:: Exercise goal ::
Please return, with no alterations, the lines below from the very first through the one that contains "an iteration stuck".

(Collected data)

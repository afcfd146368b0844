use log::debug;
use ndarray::{Array1, Array2, ArrayView2, Axis};
use crate::{
    config::Ties,
    data::{RiskSet, SurvivalData},
    error::{SurvivalError, Result},
    linalg,
};

/// step halvings tried before we call an iteration stuck
const MAX_STEP_HALVINGS: usize = 30;

/// |beta| * sd(x) beyond this means the likelihood is monotone (beta -> inf)
const DIVERGENCE_LIMIT: f64 = 8.0;

/// Configuration for Cox model optimization
#[derive(Debug, Clone)]
pub struct OptimizationConfig {
    pub l2_penalty: f64,
    pub max_iterations: usize,
    pub tolerance: f64,
    pub ties: Ties,
}

impl Default for OptimizationConfig {
    fn default() -> Self {
        Self {
            l2_penalty: 0.0,
            max_iterations: 50,
            tolerance: 1e-9,
            ties: Ties::Efron,
        }
    }
}

/// log partial likelihood w/ first and second derivatives
#[derive(Debug, Clone)]
pub struct Derivatives {
    pub log_likelihood: f64,
    pub gradient: Array1<f64>,
    /// observed information = minus the hessian
    pub information: Array2<f64>,
}

/// what a successful fit hands back
#[derive(Debug, Clone)]
pub struct FitResult {
    pub coefficients: Array1<f64>,
    /// inverse of the (penalized) information at the optimum
    pub variance: Array2<f64>,
    pub log_likelihood: f64,
    pub null_log_likelihood: f64,
    pub iterations: usize,
}

/// weight of the l-th of d tied deaths removed from the risk set
#[allow(clippy::cast_precision_loss)]
fn tie_fraction(ties: Ties, l: usize, d: usize) -> f64 {
    match ties {
        Ties::Breslow => 0.0,
        Ties::Efron => l as f64 / d as f64,
    }
}

/// exp(x·beta) for every subject, erroring out on overflow
fn risk_weights(x: ArrayView2<f64>, beta: &Array1<f64>) -> Result<Array1<f64>> {
    let weights = x.dot(beta).mapv(f64::exp);
    if let Some(bad) = weights.iter().find(|w| !w.is_finite() || **w <= 0.0) {
        return Err(SurvivalError::numerical_error(
            format!("invalid exponential prediction: {}", bad)
        ));
    }
    Ok(weights)
}

/// sum of w and w*x over a set of subjects
fn weighted_sums(
    x: ArrayView2<f64>,
    weights: &Array1<f64>,
    subjects: &[usize],
) -> (f64, Array1<f64>, Array2<f64>) {
    let p = x.ncols();
    let mut s0 = 0.0;
    let mut s1 = Array1::zeros(p);
    let mut s2 = Array2::zeros((p, p));
    for &i in subjects {
        let w = weights[i];
        let row = x.row(i);
        s0 += w;
        s1.scaled_add(w, &row);
        for j in 0..p {
            for k in 0..p {
                s2[[j, k]] += w * row[j] * row[k];
            }
        }
    }
    (s0, s1, s2)
}

/// log partial likelihood and derivatives at beta
pub fn partial_likelihood(
    x: ArrayView2<f64>,
    risk_sets: &[RiskSet],
    beta: &Array1<f64>,
    ties: Ties,
) -> Result<Derivatives> {
    let p = x.ncols();
    let weights = risk_weights(x, beta)?;

    let mut loglik = 0.0;
    let mut gradient = Array1::zeros(p);
    let mut information = Array2::zeros((p, p));

    for set in risk_sets {
        let d = set.deaths.len();
        if d == 0 {
            continue;
        }
        let (r0, r1, r2) = weighted_sums(x, &weights, &set.at_risk);
        let (t0, t1, t2) = weighted_sums(x, &weights, &set.deaths);

        for &i in &set.deaths {
            loglik += x.row(i).dot(beta);
            gradient += &x.row(i);
        }

        for l in 0..d {
            let f = tie_fraction(ties, l, d);
            let phi = r0 - f * t0;
            if !(phi > 0.0) {
                return Err(SurvivalError::numerical_error("risk set sum is non-positive"));
            }
            let mean = (&r1 - &(f * &t1)) / phi;
            let second = (&r2 - &(f * &t2)) / phi;

            loglik -= phi.ln();
            gradient -= &mean;
            for j in 0..p {
                for k in 0..p {
                    information[[j, k]] += second[[j, k]] - mean[j] * mean[k];
                }
            }
        }
    }

    if !loglik.is_finite() {
        return Err(SurvivalError::numerical_error("log partial likelihood is not finite"));
    }

    Ok(Derivatives { log_likelihood: loglik, gradient, information })
}

/// risk-set weighted covariate mean at each event time, averaged over tied deaths
#[allow(clippy::cast_precision_loss)]
pub fn risk_set_means(
    x: ArrayView2<f64>,
    risk_sets: &[RiskSet],
    beta: &Array1<f64>,
    ties: Ties,
) -> Result<Vec<Array1<f64>>> {
    let weights = risk_weights(x, beta)?;

    risk_sets
        .iter()
        .map(|set| {
            let d = set.deaths.len();
            let (r0, r1, _) = weighted_sums(x, &weights, &set.at_risk);
            let (t0, t1, _) = weighted_sums(x, &weights, &set.deaths);
            let mut mean = Array1::zeros(x.ncols());
            for l in 0..d {
                let f = tie_fraction(ties, l, d);
                let phi = r0 - f * t0;
                if !(phi > 0.0) {
                    return Err(SurvivalError::numerical_error("risk set sum is non-positive"));
                }
                mean += &((&r1 - &(f * &t1)) / phi);
            }
            Ok(mean / d as f64)
        })
        .collect()
}

/// covariates minus their column means - the optimum is unchanged, exp() is happier
pub fn centered_covariates(data: &SurvivalData) -> Array2<f64> {
    let means = data.covariate_means();
    &data.covariates() - &means.insert_axis(Axis(0))
}

/// Cox proportional hazards optimizer (newton-raphson w/ optional ridge)
pub struct CoxOptimizer {
    config: OptimizationConfig,
}

impl CoxOptimizer {
    pub fn new(config: OptimizationConfig) -> Self {
        Self { config }
    }

    fn penalized(&self, mut derivs: Derivatives, beta: &Array1<f64>) -> Derivatives {
        let lambda = self.config.l2_penalty;
        if lambda > 0.0 {
            derivs.log_likelihood -= 0.5 * lambda * beta.dot(beta);
            derivs.gradient.scaled_add(-lambda, beta);
            for i in 0..beta.len() {
                derivs.information[[i, i]] += lambda;
            }
        }
        derivs
    }

    /// maximize the partial likelihood; any failure to converge is an error
    pub fn optimize(&self, data: &SurvivalData) -> Result<FitResult> {
        if data.n_events() == 0 {
            return Err(SurvivalError::NoEvents);
        }
        if data.n_features() == 0 {
            return Err(SurvivalError::invalid_dimensions("no covariates to fit"));
        }

        let x = centered_covariates(data);
        let risk_sets = data.risk_sets();
        let ties = self.config.ties;
        let n_features = data.n_features();

        let mut beta = Array1::zeros(n_features);
        let null = partial_likelihood(x.view(), risk_sets, &beta, ties)?;
        let null_log_likelihood = null.log_likelihood;
        let mut current = self.penalized(null, &beta);

        for iteration in 1..=self.config.max_iterations {
            let step = linalg::spd_solve(&current.information, &current.gradient)?;

            // newton step, halved until the likelihood stops going down
            let mut scale = 1.0;
            let mut accepted = None;
            for _ in 0..MAX_STEP_HALVINGS {
                let candidate = &beta + &(scale * &step);
                match partial_likelihood(x.view(), risk_sets, &candidate, ties) {
                    Ok(derivs) => {
                        let derivs = self.penalized(derivs, &candidate);
                        if derivs.log_likelihood >= current.log_likelihood - self.config.tolerance {
                            accepted = Some((candidate, derivs));
                            break;
                        }
                    }
                    Err(SurvivalError::NumericalError { .. }) => {}
                    Err(other) => return Err(other),
                }
                scale *= 0.5;
            }

            let Some((next_beta, next)) = accepted else {
                return Err(SurvivalError::convergence_failed(format!(
                    "step halving could not improve the likelihood at iteration {iteration}"
                )));
            };

            let change = (next.log_likelihood - current.log_likelihood).abs();
            debug!(
                "newton iteration {}: loglik = {:.6}, step scale = {}",
                iteration, next.log_likelihood, scale
            );
            beta = next_beta;
            current = next;

            // predicted gain of one more full newton step
            let decrement = 0.5 * current
                .gradient
                .dot(&linalg::spd_solve(&current.information, &current.gradient)?);

            if self.has_converged(change, decrement, current.log_likelihood) {
                self.check_divergence(x.view(), &beta)?;
                let variance = linalg::spd_inverse(&current.information)?;
                let unpenalized = partial_likelihood(x.view(), risk_sets, &beta, ties)?;
                return Ok(FitResult {
                    coefficients: beta,
                    variance,
                    log_likelihood: unpenalized.log_likelihood,
                    null_log_likelihood,
                    iterations: iteration,
                });
            }
        }

        Err(SurvivalError::convergence_failed(format!(
            "newton-raphson did not converge in {} iterations",
            self.config.max_iterations
        )))
    }

    /// both the last likelihood change and the newton decrement are negligible
    fn has_converged(&self, change: f64, decrement: f64, log_likelihood: f64) -> bool {
        let threshold = self.config.tolerance * log_likelihood.abs().max(1.0);
        change <= threshold && decrement <= threshold
    }

    /// monotone likelihood: loglik flattens out while a coefficient runs off to infinity
    fn check_divergence(&self, x: ArrayView2<f64>, beta: &Array1<f64>) -> Result<()> {
        let sds = x.std_axis(Axis(0), 0.0);
        for (j, (&b, &sd)) in beta.iter().zip(sds.iter()).enumerate() {
            if (b * sd).abs() > DIVERGENCE_LIMIT {
                return Err(SurvivalError::convergence_failed(format!(
                    "coefficient {j} is diverging ({b:.3}) - likelihood has no finite maximum"
                )));
            }
        }
        Ok(())
    }
}
//! Proportional-hazards diagnostics from Schoenfeld residuals.
//!
//! For every event the Schoenfeld residual is the covariate vector of the
//! subject who died minus the risk-set weighted mean at that time. Scaled
//! residuals (`D · V · r + β`) estimate the time-varying coefficient β(t), so
//! a trend against (transformed) time signals a non-proportional hazard.
//!
//! The per-covariate statistic is
//!
//! ```text
//! T_j = (Σ_k g̃_k r*_kj)² / (D · V_jj · Σ_k g̃_k²)
//! ```
//!
//! with `g̃` the centered transformed event times and `D` the number of
//! events; it is chi-square with one degree of freedom. The global test uses
//! the full covariance and has `p` degrees of freedom.

use log::{debug, warn};
use ndarray::{Array1, Array2};

use crate::config::TimeTransform;
use crate::data::SurvivalData;
use crate::distributions::chi2_sf;
use crate::error::{Result, SurvivalError};
use crate::kaplan_meier::KaplanMeierCurve;
use crate::model::CoxModel;
use crate::optimization::{centered_covariates, risk_set_means};

/// one row per event, in event-time order
#[derive(Debug, Clone)]
pub struct SchoenfeldResiduals {
    pub event_times: Vec<f64>,
    /// events x covariates
    pub residuals: Array2<f64>,
    /// `D · r · V + β`, same shape as `residuals`
    pub scaled: Array2<f64>,
}

impl SchoenfeldResiduals {
    pub fn compute(model: &CoxModel, data: &SurvivalData) -> Result<Self> {
        let beta = model.coefficients()?.to_owned();
        if beta.len() != data.n_features() {
            return Err(SurvivalError::invalid_dimensions(format!(
                "model has {} coefficients, data has {} covariates",
                beta.len(),
                data.n_features()
            )));
        }
        let variance = model.variance_matrix()?.to_owned();

        let x = centered_covariates(data);
        let means = risk_set_means(x.view(), data.risk_sets(), &beta, model.ties())?;

        let n_events = data.n_events();
        let p = data.n_features();
        let mut event_times = Vec::with_capacity(n_events);
        let mut residuals = Array2::zeros((n_events, p));

        let mut k = 0;
        for (set, mean) in data.risk_sets().iter().zip(&means) {
            for &i in &set.deaths {
                event_times.push(set.time);
                residuals.row_mut(k).assign(&(&x.row(i) - mean));
                k += 1;
            }
        }

        #[allow(clippy::cast_precision_loss)]
        let d = n_events as f64;
        let scaled = residuals.dot(&variance) * d + &beta.insert_axis(ndarray::Axis(0));

        Ok(Self { event_times, residuals, scaled })
    }

    pub fn n_events(&self) -> usize {
        self.event_times.len()
    }
}

/// chi-square test for one covariate (or the global row)
#[derive(Debug, Clone, PartialEq)]
pub struct PhTestRow {
    pub name: String,
    pub statistic: f64,
    pub df: usize,
    pub p_value: f64,
}

impl PhTestRow {
    /// p > alpha: proportionality not rejected
    pub fn assumption_holds(&self, alpha: f64) -> bool {
        self.p_value > alpha
    }
}

#[derive(Debug, Clone)]
pub struct ProportionalHazardsTest {
    pub transform: TimeTransform,
    pub covariates: Vec<PhTestRow>,
    pub global: PhTestRow,
}

impl ProportionalHazardsTest {
    pub fn compute(model: &CoxModel, data: &SurvivalData, transform: TimeTransform) -> Result<Self> {
        let residuals = SchoenfeldResiduals::compute(model, data)?;
        let n_events = residuals.n_events();
        if n_events < 2 {
            return Err(SurvivalError::invalid_survival_data(
                "need at least 2 events to test proportional hazards",
            ));
        }

        let g = transform_times(&residuals.event_times, data, transform)?;
        let g_mean = g.mean().unwrap_or(0.0);
        let g = g.mapv(|v| v - g_mean);
        let g_ss = g.dot(&g);
        if !(g_ss > 0.0) {
            return Err(SurvivalError::numerical_error(
                "transformed event times have no spread",
            ));
        }

        let variance = model.variance_matrix()?.to_owned();
        #[allow(clippy::cast_precision_loss)]
        let d = n_events as f64;

        // u = Σ g̃ r (unscaled); the scaled version is D·V·u since Σ g̃ = 0
        let u: Array1<f64> = residuals.residuals.t().dot(&g);
        let vu = variance.dot(&u);

        let covariates = (0..u.len())
            .map(|j| {
                let statistic = d * vu[j] * vu[j] / (variance[[j, j]] * g_ss);
                Ok(PhTestRow {
                    name: model.feature_name(j),
                    statistic,
                    df: 1,
                    p_value: chi2_sf(statistic, 1)?,
                })
            })
            .collect::<Result<Vec<_>>>()?;

        let global_statistic = d * u.dot(&vu) / g_ss;
        let global = PhTestRow {
            name: "GLOBAL".to_string(),
            statistic: global_statistic,
            df: u.len(),
            p_value: chi2_sf(global_statistic, u.len())?,
        };

        debug!("ph test ({:?}): global chi2 = {:.4}", transform, global.statistic);
        for row in &covariates {
            if !row.assumption_holds(0.05) {
                warn!("{}: proportional hazards looks violated (p = {:.4})", row.name, row.p_value);
            }
        }

        Ok(Self { transform, covariates, global })
    }
}

/// transformed event times, one per event
fn transform_times(times: &[f64], data: &SurvivalData, transform: TimeTransform) -> Result<Array1<f64>> {
    let values = match transform {
        TimeTransform::Identity => times.to_vec(),
        TimeTransform::Log => {
            if times.iter().any(|&t| t <= 0.0) {
                return Err(SurvivalError::invalid_survival_data(
                    "log time transform needs positive event times",
                ));
            }
            times.iter().map(|t| t.ln()).collect()
        }
        TimeTransform::Rank => average_ranks(times),
        TimeTransform::Km => {
            let times_all = data.times().to_vec();
            let km = KaplanMeierCurve::fit(&times_all, data.events(), 0.95)?;
            times.iter().map(|&t| 1.0 - km.survival_at(t)).collect()
        }
    };
    Ok(Array1::from(values))
}

/// 1-based ranks, ties get the average rank
#[allow(clippy::cast_precision_loss)]
fn average_ranks(values: &[f64]) -> Vec<f64> {
    let mut order: Vec<usize> = (0..values.len()).collect();
    order.sort_by(|&a, &b| values[a].total_cmp(&values[b]));

    let mut ranks = vec![0.0; values.len()];
    let mut i = 0;
    while i < order.len() {
        let mut j = i;
        while j + 1 < order.len() && values[order[j + 1]] == values[order[i]] {
            j += 1;
        }
        let rank = (i + j) as f64 / 2.0 + 1.0;
        for &idx in &order[i..=j] {
            ranks[idx] = rank;
        }
        i = j + 1;
    }
    ranks
}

:: Response box ::
repository afcfd146368b0844
use log::debug;
use ndarray::{Array1, Array2, ArrayView2, Axis};
use crate::{
    config::Ties,
    data::{RiskSet, SurvivalData},
    error::{SurvivalError, Result},
    linalg,
};

/// step halvings tried before we call an iteration stuck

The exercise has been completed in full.